Q 11   Given the sharp deceleration on a year-on-year basis of the Wii and the Nintendo DS, what gives you the confidence that we're not going to see a cash-burn situation before the Wii U is released, and if you're not concerned about that, why not?
A 11


  First, I'd like to reflect on what I shared earlier, which is: the more that our business shifts towards the late adopter and the late majority, the more that our sales tend to migrate to the holiday season.

  So, I think that looking at strictly the current sales situation and its year-on-year change for this particular season of business, and trying to project what that might mean for the full-year sales, is something that may be slightly difficult to do because of the nature of the holidays sales season.

  Also, I think that the scenario could change depending on what degree we are able to rebuild momentum for the Nintendo 3DS system.

  On the other hand, the primary reason that Nintendo's current cash position is so unique, in that we retain the current cash position in conducting our business, is due to the nature of the entertainment industry. The demand for entertainment products can be difficult to forecast and there is no minimum guarantee number of sales and, in the period after the release of a product, there are often waves of demand that perhaps are not consistent.

  Despite the short-term fluctuations, it's our responsibility to meet the mid-term and long-term expectations of our company. We're going to work our best to meet those expectations so you don't have to worry about that.

Q 12   How will you address the continuing threat posed by ever-improving games provided for mobile games and mobile devices – how do you see that threat evolving over the next several years? And, more specifically, how will you compete with the cheap or well-priced games?
A 12


  I gave a speech this year at the Game Developers Conference (GDC), and in that speech I delivered a message to the creators of video games that we were coming to an era where it was important to consider how to protect the sense of value that we have in video games.

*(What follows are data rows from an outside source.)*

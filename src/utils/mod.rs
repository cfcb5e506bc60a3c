//! Common utilities and helpers

use std::time::Duration;

/// Formatting helpers for human-readable output
pub struct Utils;

impl Utils {
    /// Format duration as `HH:MM:SS`
    pub fn format_duration(duration: Duration) -> String {
        let total_seconds = duration.as_secs();
        let hours = total_seconds / 3600;
        let minutes = (total_seconds % 3600) / 60;
        let seconds = total_seconds % 60;
        format!("{:02}:{:02}:{:02}", hours, minutes, seconds)
    }

    /// `format_duration` for a seconds count; negative or NaN is zero
    pub fn format_seconds(seconds: f64) -> String {
        let seconds = if seconds.is_finite() { seconds.max(0.0) } else { 0.0 };
        Self::format_duration(Duration::from_secs_f64(seconds))
    }

    /// Format file size for display
    pub fn format_file_size(size: u64) -> String {
        const UNITS: &[&str] = &["B", "KB", "MB", "GB", "TB"];
        let mut size = size as f64;
        let mut unit_index = 0;

        while size >= 1024.0 && unit_index < UNITS.len() - 1 {
            size /= 1024.0;
            unit_index += 1;
        }

        if unit_index == 0 {
            format!("{} {}", size as u64, UNITS[unit_index])
        } else {
            format!("{:.2} {}", size, UNITS[unit_index])
        }
    }
}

  Unfortunately, after I gave that speech, I think there may have been some misunderstanding that the message that I was trying to deliver was that quality was more important than quantity, or that perhaps I was criticizing social platforms and mobile platforms, and the games that they had to offer, which wasn't my intention. My intention was to deliver a message to the creators of games that the question of the value that a consumer places on a video game is something that we, as developers, should be very sensitive to because, if we are not, it will become difficult to sustain the industry.

  Personally, I don't feel that there is competition or threat from mobile games for our video game business from the sense that, even before mobile games appeared, it's always been the nature of our job to continue to offer new experiences that players can't have on other devices, and that, as long as we can continue to do that, the consumer will want to play our games, but what we are sensitive to is the notion of the sense of value and what consumers are willing to pay for games.